'But, for the time being, here we all are,/Back in the moderate Aristotelian city/of darning and the eight-fifteen, where Euclid's geometry/and Newton's mechanics would account for our experience,/and the kitchen table exists because I scrub it. . .The Time Being is, in a sense, the most trying time of all.' (W.H. Auden, 'For the Time Being')
My agent has advised me that writing a blog would help to sell my books. I am sceptical, but suppose that it wouldn't hurt to blether on for a little while once a week or so.
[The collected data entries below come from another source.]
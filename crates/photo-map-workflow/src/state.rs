//! Owned workflow state and the transition function.
//!
//! Every event is handled to completion by [`transition`], or in place by
//! [`WorkflowState::apply`]; nothing here reads
//! a clock or performs I/O, so a recorded event stream always replays to the
//! same state.

use crate::event::{Effect, Event, Status};
use crate::{PersistedState, Step, WorkflowParams};
use log::{debug, info, warn};
use photo_map_core::{
    AnchorId, GeoPoint, GeoProjection, GpsSmoother, ImagePoint, Projection, RawFix, SpeedGate,
};
use photo_map_quality::{point_a_quality, stability_score, QualityOutcome};
use std::collections::VecDeque;

#[cfg(feature = "tracing")]
use tracing::instrument;

/// Bounded FIFO of smoothed fixes collected for scoring.
#[derive(Clone, Debug)]
pub struct SampleWindow {
    capacity: usize,
    samples: VecDeque<GeoPoint>,
}

impl SampleWindow {
    pub fn new(capacity: usize) -> Self {
        let capacity = capacity.max(1);
        Self {
            capacity,
            samples: VecDeque::with_capacity(capacity + 1),
        }
    }

    pub fn push(&mut self, fix: GeoPoint) {
        self.samples.push_back(fix);
        while self.samples.len() > self.capacity {
            self.samples.pop_front();
        }
    }

    pub fn clear(&mut self) {
        self.samples.clear();
    }

    #[inline]
    pub fn len(&self) -> usize {
        self.samples.len()
    }

    #[inline]
    pub fn is_empty(&self) -> bool {
        self.samples.is_empty()
    }

    #[inline]
    pub fn capacity(&self) -> usize {
        self.capacity
    }

    /// Oldest first. Rotates the ring buffer into one slice, hence `&mut`.
    pub fn contiguous(&mut self) -> &[GeoPoint] {
        self.samples.make_contiguous()
    }
}

/// Everything the workflow mutates, in one value.
#[derive(Clone, Debug)]
pub struct WorkflowState {
    params: WorkflowParams,
    step: Step,
    projection: GeoProjection,
    gate: SpeedGate,
    smoother: GpsSmoother,
    current_fix: Option<GeoPoint>,
    window: SampleWindow,
    qa_started_ms: Option<u64>,
    last_quality: Option<QualityOutcome>,
    advisory_shown: bool,
    live_position: Option<ImagePoint>,
    status: Status,
    now_ms: u64,
}

impl Default for WorkflowState {
    fn default() -> Self {
        Self::new(WorkflowParams::default())
    }
}

/// Apply one event to `state`, returning the new state and what changed.
#[cfg_attr(feature = "tracing", instrument(level = "debug", skip(state)))]
pub fn transition(mut state: WorkflowState, event: &Event) -> (WorkflowState, Vec<Effect>) {
    let effects = state.apply(event);
    (state, effects)
}

impl WorkflowState {
    pub fn new(params: WorkflowParams) -> Self {
        Self {
            gate: SpeedGate::new(params.max_walking_speed_mps),
            smoother: GpsSmoother::new(params.smoother_window),
            window: SampleWindow::new(params.sample_capacity),
            params,
            step: Step::AwaitingA,
            projection: GeoProjection::new(),
            current_fix: None,
            qa_started_ms: None,
            last_quality: None,
            advisory_shown: false,
            live_position: None,
            status: Status::TapAnchorA,
            now_ms: 0,
        }
    }

    #[inline]
    pub fn params(&self) -> &WorkflowParams {
        &self.params
    }

    #[inline]
    pub fn step(&self) -> Step {
        self.step
    }

    #[inline]
    pub fn projection(&self) -> &GeoProjection {
        &self.projection
    }

    /// Latest smoothed fix.
    #[inline]
    pub fn current_fix(&self) -> Option<GeoPoint> {
        self.current_fix
    }

    #[inline]
    pub fn sample_count(&self) -> usize {
        self.window.len()
    }

    #[inline]
    pub fn smoother(&self) -> &GpsSmoother {
        &self.smoother
    }

    #[inline]
    pub fn last_quality(&self) -> Option<&QualityOutcome> {
        self.last_quality.as_ref()
    }

    #[inline]
    pub fn live_position(&self) -> Option<ImagePoint> {
        self.live_position
    }

    #[inline]
    pub fn status(&self) -> &Status {
        &self.status
    }

    /// Time of the most recent event.
    #[inline]
    pub fn now_ms(&self) -> u64 {
        self.now_ms
    }

    /// Seconds since the current validation loop started, with millisecond
    /// resolution.
    pub fn qa_elapsed_secs(&self) -> Option<f64> {
        self.qa_started_ms
            .map(|start| self.now_ms.saturating_sub(start) as f64 / 1000.0)
    }

    /// Reduce to the persisted shape.
    pub fn snapshot(&self) -> PersistedState {
        PersistedState::new(
            self.step,
            self.projection.anchor_a().copied(),
            self.projection.anchor_b().copied(),
        )
    }

    /// Handle one event in place.
    pub fn apply(&mut self, event: &Event) -> Vec<Effect> {
        self.now_ms = self.now_ms.max(event.at_ms());
        let mut fx = Vec::new();
        match event {
            Event::ImageLoaded { .. } | Event::ResetSession { .. } => {
                self.reset(&mut fx);
                self.set_status(Status::TapAnchorA, &mut fx);
            }
            Event::Tap { image, hit, .. } => self.on_tap(*image, *hit, &mut fx),
            Event::GpsFix { fix, .. } => self.on_fix(fix, &mut fx),
            Event::Restore { snapshot, .. } => self.on_restore(snapshot, &mut fx),
        }
        fx
    }

    fn reset(&mut self, fx: &mut Vec<Effect>) {
        let had_anchors =
            self.projection.anchor_a().is_some() || self.projection.anchor_b().is_some();
        self.projection.reset();
        self.smoother.reset();
        self.window.clear();
        self.stop_qa();
        fx.push(Effect::SmootherReset);
        if had_anchors {
            fx.push(Effect::AnchorsChanged);
        }
        self.enter(Step::AwaitingA, fx);
    }

    fn on_tap(&mut self, image: ImagePoint, hit: Option<AnchorId>, fx: &mut Vec<Effect>) {
        let Some(fix) = self.current_fix else {
            debug!("tap ignored: no fix yet");
            self.set_status(Status::WaitingForFix, fx);
            return;
        };

        if let Some(id) = hit {
            if self.step.allows_marker_edit() {
                self.enter(Step::editing(id), fx);
                self.set_status(Status::Editing(id), fx);
                return;
            }
        }

        match self.step {
            Step::AwaitingA => {
                self.projection.set_anchor_a(image, fix);
                fx.push(Effect::AnchorsChanged);
                self.enter(Step::StabilizingA, fx);
                self.set_status(Status::HoldStillAtA, fx);
            }
            Step::StabilizingA => {
                self.enter(Step::AwaitingB, fx);
                self.set_status(Status::TapAnchorB, fx);
            }
            Step::AwaitingB => {
                self.projection.set_anchor_b(image, fix);
                fx.push(Effect::AnchorsChanged);
                let calibration = self.recompute(fx);
                self.enter(Step::ValidatingA, fx);
                self.set_status(status_after(calibration, Status::ValidatingA), fx);
            }
            Step::EditingA => {
                self.projection.set_anchor_a(image, fix);
                fx.push(Effect::AnchorsChanged);
                let calibration = self.recompute(fx);
                self.enter(Step::ValidatingA, fx);
                self.set_status(status_after(calibration, Status::ValidatingA), fx);
            }
            Step::EditingB => {
                self.projection.set_anchor_b(image, fix);
                fx.push(Effect::AnchorsChanged);
                let calibration = self.recompute(fx);
                self.enter(Step::Navigating, fx);
                self.set_status(status_after(calibration, Status::Navigating), fx);
            }
            Step::Navigating | Step::ValidatingA | Step::RefiningC => {
                debug!("tap ignored in step {}", self.step);
            }
        }
    }

    fn on_fix(&mut self, raw: &RawFix, fx: &mut Vec<Effect>) {
        if !self.gate.accepts(raw) {
            debug!(
                "fix dropped: lat={} lon={} speed={:?}",
                raw.lat, raw.lon, raw.speed_mps
            );
            return;
        }
        self.smoother.add(raw.position());
        let Some(fix) = self.smoother.average() else {
            return;
        };
        self.current_fix = Some(fix);
        self.window.push(fix);
        self.refresh_live_position(fx);

        match self.step {
            Step::StabilizingA => self.score_stability(fx),
            Step::ValidatingA => self.score_point_a(fx),
            _ => {}
        }
    }

    fn score_stability(&mut self, fx: &mut Vec<Effect>) {
        if self.window.len() < self.params.min_lock_samples {
            return;
        }
        let Some(a) = self.projection.anchor_a().copied() else {
            return;
        };
        let outcome = stability_score(self.window.contiguous(), a.world, &self.params.quality);
        self.record_quality(outcome, fx);
        if outcome.is_locked() {
            info!("anchor A stable (score {:.3})", outcome.score());
            self.enter(Step::AwaitingB, fx);
            self.set_status(Status::StabilityLocked, fx);
        }
    }

    fn score_point_a(&mut self, fx: &mut Vec<Effect>) {
        if self.window.len() >= self.params.min_lock_samples {
            if let Some(a) = self.projection.anchor_a().copied() {
                let projection = &self.projection;
                let outcome = point_a_quality(
                    self.window.contiguous(),
                    a.world,
                    a.image,
                    |p| projection.project(p),
                    &self.params.quality,
                );
                self.record_quality(outcome, fx);
                if outcome.is_locked() {
                    info!("anchor A validated (score {:.3})", outcome.score());
                    self.enter(Step::Navigating, fx);
                    self.set_status(Status::ValidationLocked, fx);
                    return;
                }
            }
        }

        if let Some(elapsed) = self.qa_elapsed_secs() {
            if elapsed > self.params.advisory_after_secs && !self.advisory_shown {
                self.advisory_shown = true;
                self.set_status(
                    Status::ValidationSlow {
                        seconds: elapsed.floor() as u64,
                    },
                    fx,
                );
            }
        }
    }

    fn on_restore(&mut self, snapshot: &PersistedState, fx: &mut Vec<Effect>) {
        self.reset(fx);
        let step = match snapshot.validate() {
            Ok(step) => step,
            Err(err) => {
                warn!("snapshot rejected: {err}");
                self.set_status(Status::SnapshotRejected, fx);
                return;
            }
        };

        for id in [AnchorId::A, AnchorId::B] {
            if let Some(anchor) = snapshot.anchor(id) {
                self.projection.set_anchor(id, *anchor);
            }
        }
        fx.push(Effect::AnchorsChanged);
        if self.projection.anchor_a().is_some() && self.projection.anchor_b().is_some() {
            self.recompute(fx);
        }
        self.enter(step, fx);
        info!("restored snapshot at step {step}");
        self.set_status(Status::Restored(step), fx);
    }

    fn recompute(&mut self, fx: &mut Vec<Effect>) -> Projection {
        let calibration = self.projection.compute();
        fx.push(Effect::Calibrated(calibration));
        calibration
    }

    /// Switch step. Entering or leaving a validation loop restarts its
    /// bookkeeping; every entry clears the sample window. Validation and
    /// editing steps also start from an empty smoother so fixes from the
    /// previous spot do not leak into the new phase.
    fn enter(&mut self, to: Step, fx: &mut Vec<Effect>) {
        let from = self.step;
        self.step = to;
        self.window.clear();
        if to.is_validation() || to.is_editing() {
            self.smoother.reset();
            fx.push(Effect::SmootherReset);
        }
        if to.is_validation() {
            self.start_qa();
        } else {
            self.stop_qa();
        }
        if from != to {
            debug!("step {from} -> {to}");
            fx.push(Effect::StepChanged { from, to });
        }
        self.refresh_live_position(fx);
    }

    fn start_qa(&mut self) {
        self.qa_started_ms = Some(self.now_ms);
        self.last_quality = None;
        self.advisory_shown = false;
    }

    fn stop_qa(&mut self) {
        self.qa_started_ms = None;
        self.last_quality = None;
        self.advisory_shown = false;
    }

    fn record_quality(&mut self, outcome: QualityOutcome, fx: &mut Vec<Effect>) {
        self.last_quality = Some(outcome);
        fx.push(Effect::Quality(outcome));
    }

    fn refresh_live_position(&mut self, fx: &mut Vec<Effect>) {
        let live = if self.step.shows_live_position() {
            self.current_fix.and_then(|fix| self.projection.project(fix))
        } else {
            None
        };
        if live != self.live_position || live.is_some() {
            self.live_position = live;
            fx.push(Effect::LivePosition(live));
        }
    }

    fn set_status(&mut self, status: Status, fx: &mut Vec<Effect>) {
        if status != self.status {
            self.status = status.clone();
            fx.push(Effect::Status(status));
        }
    }
}

fn status_after(calibration: Projection, ok: Status) -> Status {
    match calibration {
        Projection::Degenerate(reason) => Status::Degenerate(reason),
        _ => ok,
    }
}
Here I am, then, at the new year, soaking wet at Ravenglass Roman Bathhouse, having walked across the moor in the rain. Ravenglass, for those who don't know it, is on the Irish Sea, on the western edge of the Lake District. The Romans built a string of forts down the coast from Hadrian's Wall, presumably to defend against raids by the barbarian Irish. Ravenglass fort is nothing but ditches and mounds in a green field, but the bathhouse stands, as you can see, taller than head-height. It owes its preservation to being used as a barn (I think) throughout the Middle Ages. (Many of the best preserved Greek and Roman ruins are intact because of similar degradations.) I imagine the Roman auxiliaries shedding their armour with a sigh of relief as they made their way into the steam room; alas, I had another trudge and a train ride before a chance to get warm again.
I've written two books set in Roman Britain, mostly near the Wall, so the promise of Roman fortifications does unfailingly drag me out of my way, even in the rain. At present, though, I'm struggling with the 17th C. I don't have any immediate intention of revisiting the period, but the old stones still make my heart beat faster.